In a world of yummy mummies and mumpreneurs, it’s the mother of all taboos. Yet statistics show that almost one in five women here is now child-free — either by chance or choice.
Despite having the highest fertility rate in Europe at 1.96, Irish women also have the third-highest rate of childlessness in the developed world at 18.4pc, according to the OECD.
It’s certainly a far cry from 1950s Ireland, when the Irish mammy was such an institution that author Flann O’Brien quipped: “The typical West of Ireland family consists of a father, a mother, 12 children and a resident Dutch anthropologist.”
“There was a stigma [to being childless] in the the past,” says sociologist Dr Catherine Hakim, who has studied the lifestyle phenomenon in Europe. “But the contraceptive revolution has completely changed perspectives.
“Whereas before having children just inevitably happened to all people who got married or had sex, now it’s something you have to make a choice about.”
Pope Francis isn’t so sure. Last month, the Pontiff sparked outrage when he described couples who chose not to have children as “selfish”.
He said: “A society with a greedy generation, that doesn’t want to surround itself with children, that considers them above all worrisome, a weight, a risk, is a depressed society. Life rejuvenates and acquires energy when it multiplies; it is enriched, not impoverished.”
If having a baby is seen as one of the most natural things a woman can do, is choosing not to, by extension, somehow ‘unnatural’?
“Traditionally in Ireland, there was an assumption that all women wanted to get married and start a family,” says Owen Connolly, consultant psychologist at Connolly Counselling Centre in Stillorgan. “Even today, going against the grain by choosing not to have children can be a bit taboo.
“Down through the years, I’m sure there were lots of women who secretly didn’t want to have children, but ended up having them because of the lack of availability of contraception here or social norms,” he adds.
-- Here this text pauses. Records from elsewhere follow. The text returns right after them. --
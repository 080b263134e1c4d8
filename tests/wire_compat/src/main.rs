use cloudbot_protocol::{OutboundData, encode};

/// Prints the canonical outbound envelopes so they can be diffed against
/// what the backend's own client produces.
fn main() {
    let samples = [
        OutboundData::text("user_42", "[Auto Reply] hello bridge").in_conversation(Some("conv_7")),
        OutboundData::text("user_42", "here you go").with_media("file_9f2c"),
    ];
    for data in &samples {
        match encode(data) {
            Ok(json) => println!("{json}"),
            Err(e) => eprintln!("encode failed: {e}"),
        }
    }
    println!("Run `cargo test -p wire-compat` to check the fixtures.");
}

#[cfg(test)]
mod tests {
    use std::fs;
    use std::path::PathBuf;

    use cloudbot_protocol::{Frame, InboundData, OutboundData, Rejection, decode, encode};

    /// Returns the path to the fixtures directory.
    fn fixtures_dir() -> PathBuf {
        PathBuf::from(env!("CARGO_MANIFEST_DIR")).join("fixtures")
    }

    fn read_fixture(name: &str) -> String {
        let path = fixtures_dir().join(name);
        fs::read_to_string(&path)
            .unwrap_or_else(|e| panic!("failed to read fixture {}: {e}", path.display()))
    }

    /// Loads a fixture JSON file and returns it as a `serde_json::Value`.
    fn load_fixture(name: &str) -> serde_json::Value {
        serde_json::from_str(&read_fixture(name))
            .unwrap_or_else(|e| panic!("failed to parse fixture {name}: {e}"))
    }

    /// Deserializes the fixture's `data` object, re-serializes it, and
    /// compares the JSON values (order-independent).
    fn roundtrip_data<T>(name: &str)
    where
        T: serde::de::DeserializeOwned + serde::Serialize,
    {
        let fixture = load_fixture(name)["data"].clone();
        let parsed: T = serde_json::from_value(fixture.clone())
            .unwrap_or_else(|e| panic!("failed to deserialize {name}: {e}"));
        let reserialized = serde_json::to_value(&parsed)
            .unwrap_or_else(|e| panic!("failed to re-serialize {name}: {e}"));
        assert_eq!(
            fixture, reserialized,
            "roundtrip mismatch for {name}:\n  wire: {fixture}\n  Rust: {reserialized}"
        );
    }

    fn decode_fixture(name: &str) -> InboundData {
        match decode(read_fixture(name).as_bytes()) {
            Ok(Frame::Message(data)) => data,
            other => panic!("{name} did not decode as a message: {other:?}"),
        }
    }

    // --- Inbound (backend -> bridge) ---

    #[test]
    fn fixture_inbound_message() {
        let msg = decode_fixture("inbound_message.json").validate(0).unwrap();
        assert_eq!(msg.text, "hello bridge");
        assert_eq!(msg.user_id, "user_42");
        assert_eq!(msg.conversation_id, "conv_7");
        assert_eq!(msg.id, "msg_1001");
        assert!(!msg.has_media());
    }

    #[test]
    fn fixture_inbound_media_message() {
        let msg = decode_fixture("inbound_media_message.json")
            .validate(0)
            .unwrap();
        assert_eq!(msg.text, "");
        assert_eq!(msg.file_path.as_deref(), Some("uploads/user_42/cat.png"));
        assert_eq!(msg.media_type.as_deref(), Some("image"));
        assert!(msg.has_media());
    }

    #[test]
    fn fixture_inbound_data_roundtrip() {
        roundtrip_data::<InboundData>("inbound_message.json");
        roundtrip_data::<InboundData>("inbound_media_message.json");
    }

    #[test]
    fn sparse_inbound_gets_defaults() {
        let json = r#"{"type":"message","data":{"text":"hi"}}"#;
        let Ok(Frame::Message(data)) = decode(json.as_bytes()) else {
            panic!("expected message frame");
        };
        let msg = data.validate(1700000000000).unwrap();
        assert_eq!(msg.user_id, "unknown");
        assert_eq!(msg.conversation_id, "default");
        assert_eq!(msg.id, "cloud-bot-channel-1700000000000");
    }

    #[test]
    fn relayed_recipient_keys_are_ignored() {
        let json = r#"{"type":"message","data":{"text":"hi","userId":"user_42","recipientId":"bot_1","to":"bot_1"}}"#;
        let Ok(Frame::Message(data)) = decode(json.as_bytes()) else {
            panic!("expected message frame");
        };
        let msg = data.validate(0).unwrap();
        assert_eq!(msg.text, "hi");
        assert_eq!(msg.user_id, "user_42");
    }

    #[test]
    fn numeric_conversation_id_uses_default() {
        let json = r#"{"type":"message","data":{"text":"hi","userId":"user_42","conversationId":5}}"#;
        let Ok(Frame::Message(data)) = decode(json.as_bytes()) else {
            panic!("expected message frame");
        };
        assert_eq!(data.validate(0).unwrap().conversation_id, "default");
    }

    #[test]
    fn keepalive_envelopes_are_not_messages() {
        for json in [r#"{"type":"ping"}"#, r#"{"type":"pong"}"#, r#"{"type":"typing"}"#] {
            assert!(
                matches!(decode(json.as_bytes()), Ok(Frame::Other(_))),
                "{json} should not be a message"
            );
        }
    }

    #[test]
    fn content_free_message_is_rejected() {
        let json = r#"{"type":"message","data":{"userId":"user_42","text":""}}"#;
        let Ok(Frame::Message(data)) = decode(json.as_bytes()) else {
            panic!("expected message frame");
        };
        assert!(matches!(data.validate(0), Err(Rejection::Empty)));
    }

    // --- Outbound (bridge -> backend) ---

    #[test]
    fn fixture_outbound_message() {
        let data = OutboundData::text("user_42", "[Auto Reply] hello bridge")
            .in_conversation(Some("conv_7"));
        let encoded: serde_json::Value = serde_json::from_str(&encode(&data).unwrap()).unwrap();
        assert_eq!(encoded, load_fixture("outbound_message.json"));
    }

    #[test]
    fn fixture_outbound_media_message() {
        let data = OutboundData::text("user_42", "here you go").with_media("file_9f2c");
        let encoded: serde_json::Value = serde_json::from_str(&encode(&data).unwrap()).unwrap();
        assert_eq!(encoded, load_fixture("outbound_media_message.json"));
    }

    #[test]
    fn fixture_outbound_data_roundtrip() {
        roundtrip_data::<OutboundData>("outbound_message.json");
        roundtrip_data::<OutboundData>("outbound_media_message.json");
    }
}
//! Inbound router: validated messages to the agent runtime.

use std::sync::Arc;

use tokio::task::JoinHandle;
use tracing::{debug, error, info, warn};

use cloudbot_media::{DownloadedMedia, MediaTransfer};
use cloudbot_protocol::InboundMessage;
use cloudbot_protocol::constants::CHANNEL_ID;

use crate::dispatcher::{OutboundDispatcher, ReplyTarget};
use crate::runtime::{
    AgentRuntime, CommandSource, InboundContext, Peer, ReplyDispatcherOptions, RuntimeError,
};

/// Per-socket routing state. One per connection; shared by every message
/// task spawned from it.
pub(crate) struct Router {
    pub(crate) account_id: String,
    pub(crate) server_url: String,
    pub(crate) media: Arc<dyn MediaTransfer>,
    pub(crate) runtime: Arc<dyn AgentRuntime>,
    pub(crate) outbound: OutboundDispatcher,
}

impl Router {
    /// Handles `message` on its own task. Failures are logged at the task
    /// boundary and never reach the socket.
    pub(crate) fn spawn(self: Arc<Self>, message: InboundMessage) -> JoinHandle<()> {
        tokio::spawn(async move {
            let id = message.id.clone();
            if let Err(e) = self.route(message).await {
                error!(account = %self.account_id, message_id = %id, error = %e, "reply dispatch failed");
            }
        })
    }

    pub(crate) async fn route(&self, message: InboundMessage) -> Result<(), RuntimeError> {
        info!(
            account = %self.account_id,
            user = %message.user_id,
            conversation = %message.conversation_id,
            message_id = %message.id,
            has_media = message.has_media(),
            "inbound message"
        );

        let media = self.download_media(&message).await;

        let peer = Peer::dm(&message.user_id);
        let route = self.runtime.resolve_agent_route(CHANNEL_ID, &peer);
        debug!(agent = %route.agent_id, session = %route.session_key, "resolved route");

        let ctx = build_context(
            &self.account_id,
            &message,
            &route.session_key,
            media.as_ref(),
            chrono::Utc::now().timestamp_millis(),
        );
        let ctx = self.runtime.finalize_inbound_context(ctx);

        let dispatcher = self
            .runtime
            .create_reply_dispatcher(ReplyDispatcherOptions {
                outbound: self.outbound.clone(),
                target: ReplyTarget {
                    to: message.user_id.clone(),
                    conversation_id: message.conversation_id.clone(),
                },
                agent_id: route.agent_id,
                response_prefix: String::new(),
            });

        self.runtime.dispatch_reply(ctx, dispatcher).await
    }

    /// Downloads the attachment, if any. Failure leaves the message without
    /// media rather than dropping it.
    async fn download_media(&self, message: &InboundMessage) -> Option<DownloadedMedia> {
        let (Some(file_path), Some(_)) = (&message.file_path, &message.media_type) else {
            return None;
        };

        match self
            .media
            .download(&self.server_url, file_path, &message.user_id)
            .await
        {
            Ok(media) => {
                info!(path = %media.path.display(), mime = %media.mime_type, "media downloaded");
                Some(media)
            }
            Err(e) => {
                warn!(file_path = %file_path, error = %e, "media download failed, continuing without it");
                None
            }
        }
    }
}

/// Builds the canonical context for one message.
pub(crate) fn build_context(
    account_id: &str,
    message: &InboundMessage,
    session_key: &str,
    media: Option<&DownloadedMedia>,
    timestamp: i64,
) -> InboundContext {
    let user = &message.user_id;
    let body = if message.text.is_empty() {
        media_placeholder(
            message.media_type.as_deref(),
            media.map(|m| m.original_name.as_str()),
        )
    } else {
        message.text.clone()
    };
    let media_path = media.map(|m| m.path.clone());

    InboundContext {
        body,
        raw_body: message.text.clone(),
        command_body: message.text.clone(),
        from: format!("{CHANNEL_ID}:{user}"),
        to: user.clone(),
        session_key: session_key.to_string(),
        account_id: account_id.to_string(),
        chat_type: "direct",
        conversation_label: message.conversation_id.clone(),
        sender_name: user.clone(),
        sender_id: user.clone(),
        provider: CHANNEL_ID,
        surface: CHANNEL_ID,
        message_sid: message.id.clone(),
        timestamp,
        command_source: if message.text.is_empty() {
            CommandSource::File
        } else {
            CommandSource::Text
        },
        originating_channel: CHANNEL_ID,
        originating_to: user.clone(),
        media_url: media_path.as_ref().map(|p| p.display().to_string()),
        media_path,
        media_type: message.media_type.clone(),
    }
}

/// `<media:type:name>` when the original name is known, else `<media:type>`.
fn media_placeholder(media_type: Option<&str>, original_name: Option<&str>) -> String {
    let kind = media_type.unwrap_or("file");
    match original_name.filter(|n| !n.is_empty()) {
        Some(name) => format!("<media:{kind}:{name}>"),
        None => format!("<media:{kind}>"),
    }
}
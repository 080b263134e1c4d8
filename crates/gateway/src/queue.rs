//! Bounded outbound queue for sends issued while the socket is not open.

use std::collections::VecDeque;

/// FIFO of pre-serialised envelopes with a drop-oldest overflow policy.
#[derive(Debug)]
pub(crate) struct OutboundQueue {
    items: VecDeque<String>,
    capacity: usize,
}

impl OutboundQueue {
    pub(crate) fn new(capacity: usize) -> Self {
        Self {
            items: VecDeque::new(),
            capacity: capacity.max(1),
        }
    }

    /// Appends an envelope, evicting and returning the oldest one when full.
    pub(crate) fn push(&mut self, envelope: String) -> Option<String> {
        let dropped = if self.items.len() >= self.capacity {
            self.items.pop_front()
        } else {
            None
        };
        self.items.push_back(envelope);
        dropped
    }

    /// Removes every queued envelope in enqueue order.
    pub(crate) fn drain(&mut self) -> Vec<String> {
        self.items.drain(..).collect()
    }

    /// Puts envelopes back at the front, ahead of anything queued since,
    /// keeping their order. Returns how many of the oldest were dropped to
    /// stay within capacity.
    pub(crate) fn restore(&mut self, envelopes: Vec<String>) -> usize {
        for envelope in envelopes.into_iter().rev() {
            self.items.push_front(envelope);
        }
        let excess = self.items.len().saturating_sub(self.capacity);
        self.items.drain(..excess);
        excess
    }

    pub(crate) fn len(&self) -> usize {
        self.items.len()
    }
}
//! WebSocket read pump: decodes inbound envelopes and detects dead sockets.

use std::time::Duration;

use futures_util::StreamExt;
use tokio::sync::mpsc;
use tokio_tungstenite::tungstenite;
use tokio_util::sync::CancellationToken;
use tracing::{debug, trace, warn};

use cloudbot_protocol::{Frame, decode};

use crate::connection::{Callbacks, MessageCallback, RejectCallback};

/// Reads frames from the WebSocket and hands chat messages to the callbacks.
///
/// Any inbound frame resets a read deadline of `pong_wait`. If nothing
/// arrives within that window, or the writer reports the socket `broken`,
/// the socket is treated as dead. The disconnect callback fires on every
/// exit except cancellation.
pub(crate) async fn read_pump<S>(
    mut read: S,
    callbacks: Callbacks,
    write_tx: mpsc::Sender<tungstenite::Message>,
    pong_wait: Duration,
    cancel: CancellationToken,
    broken: CancellationToken,
) where
    S: StreamExt<Item = Result<tungstenite::Message, tungstenite::Error>> + Unpin,
{
    let Callbacks {
        on_message,
        on_rejected,
        on_disconnect,
    } = callbacks;

    let pong_deadline = tokio::time::sleep(pong_wait);
    tokio::pin!(pong_deadline);

    loop {
        tokio::select! {
            biased;

            _ = cancel.cancelled() => return,

            _ = broken.cancelled() => {
                warn!("socket write failed, closing");
                break;
            }

            () = &mut pong_deadline => {
                warn!(pong_wait_secs = pong_wait.as_secs(), "no traffic within pong wait, closing");
                break;
            }

            msg = read.next() => {
                match msg {
                    Some(Ok(msg)) => {
                        pong_deadline.as_mut().reset(tokio::time::Instant::now() + pong_wait);

                        match msg {
                            tungstenite::Message::Text(text) => {
                                handle_payload(text.as_bytes(), &on_message, &on_rejected);
                            }
                            tungstenite::Message::Binary(data) => {
                                handle_payload(&data, &on_message, &on_rejected);
                            }
                            tungstenite::Message::Ping(data) => {
                                trace!("received ping, sending pong");
                                let _ = write_tx.send(tungstenite::Message::Pong(data)).await;
                            }
                            tungstenite::Message::Pong(_) => {
                                trace!("received pong");
                            }
                            tungstenite::Message::Close(frame) => {
                                debug!(frame = ?frame, "received close frame");
                                break;
                            }
                            tungstenite::Message::Frame(_) => {}
                        }
                    }
                    Some(Err(e)) => {
                        warn!(error = %e, "WebSocket read error");
                        break;
                    }
                    None => {
                        debug!("WebSocket stream ended");
                        break;
                    }
                }
            }
        }
    }

    on_disconnect();
}

/// Decodes one payload. Rejected payloads are logged and reported; they
/// never affect the socket.
fn handle_payload(bytes: &[u8], on_message: &MessageCallback, on_rejected: &RejectCallback) {
    trace!(size = bytes.len(), "received payload");

    let data = match decode(bytes) {
        Ok(Frame::Message(data)) => data,
        Ok(Frame::Other(msg_type)) => {
            trace!(msg_type = ?msg_type, "ignoring non-message envelope");
            return;
        }
        Err(rejection) => {
            warn!(reason = %rejection, "dropping inbound payload");
            on_rejected(rejection);
            return;
        }
    };

    match data.validate(chrono::Utc::now().timestamp_millis()) {
        Ok(message) => on_message(message),
        Err(rejection) => {
            warn!(reason = %rejection, "dropping inbound message");
            on_rejected(rejection);
        }
    }
}
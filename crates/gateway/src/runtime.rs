//! Agent runtime collaborator.
//!
//! The gateway does not generate replies. For every inbound message it asks
//! an [`AgentRuntime`] which agent owns the conversation, hands it the
//! canonical [`InboundContext`] and a [`ReplyDispatcher`] bound to the socket
//! the message arrived on, and lets the runtime decide what (if anything)
//! to send back.

use std::future::Future;
use std::path::PathBuf;
use std::pin::Pin;

use tracing::error;

use crate::dispatcher::{DeliveryResult, OutboundDispatcher, ReplyTarget};

/// Boxed future returned by [`AgentRuntime`] methods.
pub type RuntimeFuture<'a, T> = Pin<Box<dyn Future<Output = T> + Send + 'a>>;

/// Errors reported by the agent runtime.
#[derive(Debug, thiserror::Error)]
pub enum RuntimeError {
    #[error("reply dispatch failed: {0}")]
    Dispatch(String),

    #[error("agent runtime unavailable")]
    Unavailable,
}

/// Kind of conversation peer.
#[derive(Debug, Clone, Copy, PartialEq, Eq)]
pub enum PeerKind {
    /// Direct message with a single user.
    Dm,
}

/// The remote party a message came from.
#[derive(Debug, Clone, PartialEq, Eq)]
pub struct Peer {
    pub kind: PeerKind,
    pub id: String,
}

impl Peer {
    pub fn dm(id: impl Into<String>) -> Self {
        Self {
            kind: PeerKind::Dm,
            id: id.into(),
        }
    }
}

/// Routing decision for a peer.
#[derive(Debug, Clone, PartialEq, Eq)]
pub struct AgentRoute {
    pub agent_id: String,
    pub session_key: String,
}

/// How the message body was produced.
#[derive(Debug, Clone, Copy, PartialEq, Eq)]
pub enum CommandSource {
    Text,
    File,
}

/// Canonical inbound context handed to the runtime.
#[derive(Debug, Clone, PartialEq)]
pub struct InboundContext {
    /// Text, or a `<media:...>` placeholder for attachment-only messages.
    pub body: String,
    pub raw_body: String,
    pub command_body: String,
    /// `cloud-bot-channel:<userId>`.
    pub from: String,
    pub to: String,
    pub session_key: String,
    pub account_id: String,
    /// Always `direct`.
    pub chat_type: &'static str,
    pub conversation_label: String,
    pub sender_name: String,
    pub sender_id: String,
    pub provider: &'static str,
    pub surface: &'static str,
    pub message_sid: String,
    /// Receive time in Unix milliseconds.
    pub timestamp: i64,
    pub command_source: CommandSource,
    pub originating_channel: &'static str,
    pub originating_to: String,
    pub media_path: Option<PathBuf>,
    pub media_type: Option<String>,
    pub media_url: Option<String>,
}

/// A reply produced by the runtime.
#[derive(Debug, Clone, Default, PartialEq)]
pub struct ReplyPayload {
    pub text: Option<String>,
    /// Local path or remote URL of an attachment.
    pub media_url: Option<String>,
}

impl ReplyPayload {
    pub fn text(text: impl Into<String>) -> Self {
        Self {
            text: Some(text.into()),
            media_url: None,
        }
    }

    pub fn with_media(mut self, media_url: impl Into<String>) -> Self {
        self.media_url = Some(media_url.into());
        self
    }
}

/// Inputs for [`AgentRuntime::create_reply_dispatcher`].
#[derive(Clone)]
pub struct ReplyDispatcherOptions {
    pub outbound: OutboundDispatcher,
    pub target: ReplyTarget,
    pub agent_id: String,
    /// Prepended to every text reply; empty for none.
    pub response_prefix: String,
}

/// Delivers runtime replies to the peer of one inbound message.
#[derive(Clone)]
pub struct ReplyDispatcher {
    outbound: OutboundDispatcher,
    target: ReplyTarget,
    agent_id: String,
    response_prefix: String,
}

impl ReplyDispatcher {
    pub fn new(options: ReplyDispatcherOptions) -> Self {
        Self {
            outbound: options.outbound,
            target: options.target,
            agent_id: options.agent_id,
            response_prefix: options.response_prefix,
        }
    }

    pub fn target(&self) -> &ReplyTarget {
        &self.target
    }

    pub fn agent_id(&self) -> &str {
        &self.agent_id
    }

    /// Sends one reply. Failures are logged and reported in the result.
    pub async fn deliver(&self, mut payload: ReplyPayload) -> DeliveryResult {
        if !self.response_prefix.is_empty()
            && let Some(text) = payload.text.as_mut()
            && !text.is_empty()
        {
            text.insert_str(0, &self.response_prefix);
        }

        let result = self.outbound.deliver(&payload, &self.target).await;
        if let Some(err) = &result.error {
            error!(
                agent = %self.agent_id,
                to = %self.target.to,
                error = %err,
                "reply delivery failed"
            );
        }
        result
    }
}

/// The runtime that owns agents, sessions and reply generation.
pub trait AgentRuntime: Send + Sync {
    /// Picks the agent and session for a peer on `channel`.
    fn resolve_agent_route(&self, channel: &str, peer: &Peer) -> AgentRoute;

    /// Last chance to adjust the context before dispatch.
    fn finalize_inbound_context(&self, ctx: InboundContext) -> InboundContext {
        ctx
    }

    /// Builds the dispatcher replies go through. Runtimes that add typing
    /// indicators or pacing wrap this.
    fn create_reply_dispatcher(&self, options: ReplyDispatcherOptions) -> ReplyDispatcher {
        ReplyDispatcher::new(options)
    }

    /// Runs the agent for `ctx`, delivering any replies through `dispatcher`.
    fn dispatch_reply<'a>(
        &'a self,
        ctx: InboundContext,
        dispatcher: ReplyDispatcher,
    ) -> RuntimeFuture<'a, Result<(), RuntimeError>>;
}
// Copyright 2025 eraflo
//
// Licensed under the Apache License, Version 2.0 (the "License");
// you may not use this file except in compliance with the License.
// You may obtain a copy of the License at
//
//     http://www.apache.org/licenses/LICENSE-2.0
//
// Unless required by applicable law or agreed to in writing, software
// distributed under the License is distributed on an "AS IS" BASIS,
// WITHOUT WARRANTIES OR CONDITIONS OF ANY KIND, either express or implied.
// See the License for the specific language governing permissions and
// limitations under the License.

//! Listener variants and the proxy installed by [`Dispatchable::on`](super::Dispatchable::on).

use super::registry::ListenerRegistry;
use super::value::Event;
use std::any::Any;
use std::cell::{Cell, RefCell};
use std::fmt;
use std::rc::{Rc, Weak};

/// Auxiliary data bound to a listener at registration time.
pub type ListenerData = Rc<dyn Any>;

type ListenerFn = dyn Fn(&mut Event) -> anyhow::Result<()>;
type DataListenerFn = dyn Fn(&mut Event, Option<&ListenerData>) -> anyhow::Result<()>;

/// An object that receives events through a single entry point.
pub trait EventHandler {
    /// Called once per matching dispatch step.
    fn handle_event(&self, event: &mut Event) -> anyhow::Result<()>;

    /// Called by listeners registered through `on_handler`, with the bound data.
    ///
    /// The default ignores `data` and forwards to [`handle_event`](Self::handle_event).
    fn handle_event_with_data(
        &self,
        event: &mut Event,
        data: Option<&ListenerData>,
    ) -> anyhow::Result<()> {
        let _ = data;
        self.handle_event(event)
    }
}

/// A registered listener: either a plain callable or a handler object.
///
/// Two listeners are the same listener when they share one allocation, so
/// keep the value returned from registration (or a clone of it) to remove it
/// later.
#[derive(Clone)]
pub enum Listener {
    /// A plain callable.
    Function(Rc<ListenerFn>),
    /// An object exposing [`EventHandler::handle_event`].
    Handler(Rc<dyn EventHandler>),
}

impl Listener {
    /// Wraps a closure as a listener.
    pub fn function<F>(callback: F) -> Self
    where
        F: Fn(&mut Event) -> anyhow::Result<()> + 'static,
    {
        Listener::Function(Rc::new(callback))
    }

    /// Wraps a shared handler object as a listener.
    ///
    /// Every listener built from clones of the same `Rc` is the same listener.
    pub fn handler<H: EventHandler + 'static>(handler: Rc<H>) -> Self {
        Listener::Handler(handler)
    }

    /// Returns `true` if both values refer to the same listener.
    pub fn same(&self, other: &Listener) -> bool {
        self.key() == other.key()
    }

    pub(crate) fn key(&self) -> ListenerKey {
        match self {
            Listener::Function(callback) => ListenerKey::of(Rc::as_ptr(callback) as *const ()),
            Listener::Handler(handler) => ListenerKey::of(Rc::as_ptr(handler) as *const ()),
        }
    }

    pub(crate) fn invoke(&self, event: &mut Event) -> anyhow::Result<()> {
        match self {
            Listener::Function(callback) => callback(event),
            Listener::Handler(handler) => handler.handle_event(event),
        }
    }
}

impl PartialEq for Listener {
    fn eq(&self, other: &Self) -> bool {
        self.same(other)
    }
}

impl Eq for Listener {}

impl fmt::Debug for Listener {
    fn fmt(&self, f: &mut fmt::Formatter<'_>) -> fmt::Result {
        let kind = match self {
            Listener::Function(_) => "Function",
            Listener::Handler(_) => "Handler",
        };
        write!(f, "Listener::{kind}({:#x})", self.key().0)
    }
}

/// Address of a listener's shared allocation.
#[derive(Debug, Clone, Copy, PartialEq, Eq, Hash)]
pub(crate) struct ListenerKey(usize);

impl ListenerKey {
    fn of(ptr: *const ()) -> Self {
        Self(ptr as usize)
    }
}

/// Options accepted by [`Dispatchable::on`](super::Dispatchable::on).
#[derive(Debug, Clone, Default)]
pub struct ListenerOptions {
    /// Deregister the listener before its first invocation runs.
    pub once: bool,
    /// Register in the capture bucket instead of the bubble/target bucket.
    pub capture: bool,
    /// Data passed to the callback on every invocation.
    pub data: Option<ListenerData>,
}

impl ListenerOptions {
    /// Default options: persistent, bubble/target phase, no data.
    pub fn new() -> Self {
        Self::default()
    }

    /// Marks the listener as one-shot.
    pub fn once(mut self) -> Self {
        self.once = true;
        self
    }

    /// Registers the listener for the capture phase.
    pub fn capture(mut self) -> Self {
        self.capture = true;
        self
    }

    /// Binds `data` to the listener.
    pub fn with_data<T: Any>(mut self, data: T) -> Self {
        self.data = Some(Rc::new(data));
        self
    }
}

pub(crate) enum ScopedCallback {
    Function(Rc<DataListenerFn>),
    Handler(Rc<dyn EventHandler>),
}

/// The proxy registered by `on`: binds data and implements one-shot removal.
pub(crate) struct ScopedListener {
    callback: ScopedCallback,
    data: Option<ListenerData>,
    once: bool,
    fired: Cell<bool>,
    event_type: String,
    capture: bool,
    registry: Weak<RefCell<ListenerRegistry>>,
}

impl ScopedListener {
    pub(crate) fn new(
        callback: ScopedCallback,
        event_type: &str,
        options: ListenerOptions,
        registry: Weak<RefCell<ListenerRegistry>>,
    ) -> Self {
        Self {
            callback,
            data: options.data,
            once: options.once,
            fired: Cell::new(false),
            event_type: event_type.to_owned(),
            capture: options.capture,
            registry,
        }
    }

    fn key(&self) -> ListenerKey {
        ListenerKey::of(self as *const Self as *const ())
    }
}

impl EventHandler for ScopedListener {
    fn handle_event(&self, event: &mut Event) -> anyhow::Result<()> {
        if self.once {
            // A snapshot taken before the removal may still reach us.
            if self.fired.replace(true) {
                return Ok(());
            }
            if let Some(registry) = self.registry.upgrade() {
                registry
                    .borrow_mut()
                    .remove_key(&self.event_type, self.key(), self.capture);
            }
        }

        match &self.callback {
            ScopedCallback::Function(callback) => callback(event, self.data.as_ref()),
            ScopedCallback::Handler(handler) => {
                handler.handle_event_with_data(event, self.data.as_ref())
            }
        }
    }
}

#[cfg(test)]
mod tests {
    use super::*;

    struct Counter {
        hits: Cell<u32>,
    }

    impl EventHandler for Counter {
        fn handle_event(&self, _event: &mut Event) -> anyhow::Result<()> {
            self.hits.set(self.hits.get() + 1);
            Ok(())
        }
    }

    #[test]
    fn clones_are_the_same_listener() {
        let listener = Listener::function(|_| Ok(()));
        let copy = listener.clone();
        assert!(listener.same(&copy));
        assert_eq!(listener, copy);
    }

    #[test]
    fn identical_closures_are_distinct_listeners() {
        let a = Listener::function(|_| Ok(()));
        let b = Listener::function(|_| Ok(()));
        assert!(!a.same(&b));
    }

    #[test]
    fn handler_identity_follows_the_rc() {
        let counter = Rc::new(Counter { hits: Cell::new(0) });
        let a = Listener::handler(counter.clone());
        let b = Listener::handler(counter.clone());
        assert!(a.same(&b));

        let mut event = Event::from("tick");
        a.invoke(&mut event).unwrap();
        b.invoke(&mut event).unwrap();
        assert_eq!(counter.hits.get(), 2);
    }

    #[test]
    fn options_builder_sets_fields() {
        let options = ListenerOptions::new().once().capture().with_data(3_i32);
        assert!(options.once);
        assert!(options.capture);
        assert_eq!(
            options.data.as_deref().and_then(|d| d.downcast_ref::<i32>()),
            Some(&3)
        );
    }

    #[test]
    fn once_proxy_runs_a_single_time_without_registry() {
        let hits = Rc::new(Cell::new(0));
        let seen = hits.clone();
        let proxy = ScopedListener::new(
            ScopedCallback::Function(Rc::new(move |_, _| {
                seen.set(seen.get() + 1);
                Ok(())
            })),
            "tick",
            ListenerOptions::new().once(),
            Weak::new(),
        );

        let mut event = Event::from("tick");
        proxy.handle_event(&mut event).unwrap();
        proxy.handle_event(&mut event).unwrap();
        assert_eq!(hits.get(), 1);
    }
}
“Young professional women now are giving a lot more thought to getting married and having children. With divorce rates the way they are, as a marriage counsellor, I think that’s a good thing.”
Childless by Marriage author Sue Fagalde Lick agrees: “In my generation, motherhood was the default position.
“If you didn’t have children, people wanted to know why, perhaps assuming you were infertile, selfish or whatever. But with today’s young women, it’s often a matter of timing and choices, and folks are starting to understand that.”
Never say never, of course, because of the 74,976 babies born in 2010, 164 were to women over 45. At 69 however, actress Helen Mirren admits to having “no maternal instinct whatsoever”.
“Motherhood holds no interest for me,” Mirren who has been married for 18 years told Vogue. “It was not my destiny.
“I kept thinking it would be, waiting for it to happen, but it never did, and I didn’t care what people thought.”
Other women, she added, never gave her a hard time: “It was only boring old men. And whenever they went ‘What? No children? Well, you’d better get on with it, old girl,’ I’d say ‘No! F*** off!’”
As their biological clock ticks its last though, could Ireland’s new generation of childfree women live to regret not becoming grannies?
“Not having children was deliberate,” singer and Eurovision winner Linda Martin, who’s in her early sixties, told the Irish Independent recently. “I began working in showbusiness at 16, and everything in my life has been dictated by it since then.
“You get to a stage where you realise it’s too late and it will never happen, but I can honestly tell you that I don’t regret the decision not to have kids. I don’t have a maternal bone in my body.”
“Just like having a child, deciding not to have a child is not something that should be taken lightly,” adds Owen Connolly. “So I think the likelihood of childfree-by-choice women, or indeed men, living to regret their decision is slim.
“Some people simply aren’t cut out to be parents.”